Hemorrhages since have continued to prove the same. In fact, only once have we transferred because of a postpartum hemorrhage and that was because the Spanish-speaking mother transferred after our medical translator left and when she refused life-saving medications, I gave them against her consent. It was battery. I needed a translator to explain why I violated her. Upon arrival to the hospital, the nurse’s obtained a plethora of labs, including blood cultures. Once the physician arrived (having traveled from home) he interrogated the nurses, confirmed she was stable, demanded a translator and then released her within two hours back into our care with full support. This mother has since birthed two more incredibly gorgeous babies in our practice.

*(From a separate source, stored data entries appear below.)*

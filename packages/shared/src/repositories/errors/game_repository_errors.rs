#[derive(Debug)]
pub enum GameRepositoryError {
    NotFound,
    /// The stored game no longer matches the version the write was based on.
    Conflict,
    PoolExhausted,
    Serialization(String),
    Sqlite(String),
    DynamoDb(String),
}

impl std::fmt::Display for GameRepositoryError {
    fn fmt(&self, f: &mut std::fmt::Formatter<'_>) -> std::fmt::Result {
        match self {
            GameRepositoryError::NotFound => write!(f, "Game not found"),
            GameRepositoryError::Conflict => {
                write!(f, "Game was modified by a concurrent write")
            }
            GameRepositoryError::PoolExhausted => {
                write!(f, "Timed out waiting for a database connection")
            }
            GameRepositoryError::Serialization(msg) => {
                write!(f, "Serialization error: {}", msg)
            }
            GameRepositoryError::Sqlite(msg) => write!(f, "SQLite error: {}", msg),
            GameRepositoryError::DynamoDb(msg) => write!(f, "DynamoDB error: {}", msg),
        }
    }
}

impl std::error::Error for GameRepositoryError {}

This past year, we experienced two of the most abundant hemorrhages I have ever witnessed. These scenarios are absolutely horrifying no matter your birthing environment. The variable determining whether any similar scenario will end well is the training of the team, and how well they communicate their actions. A homebirth-based midwifery team is uniquely equipped to work in concert. The American Academy of Pediatrics and American Heart Association recognize that communication among the team is critical. A group of experts who can not coordinate their management is recipe for disaster. Our practice routinely practices mock codes. We invest in high quality equipment, and bring in a plethora of supplies to each birthing scenario. We also staff each birth with a minimum of three trained attendants. Homebirth is not mutually exclusive from a very high standard of care. The variable is the competency of your team.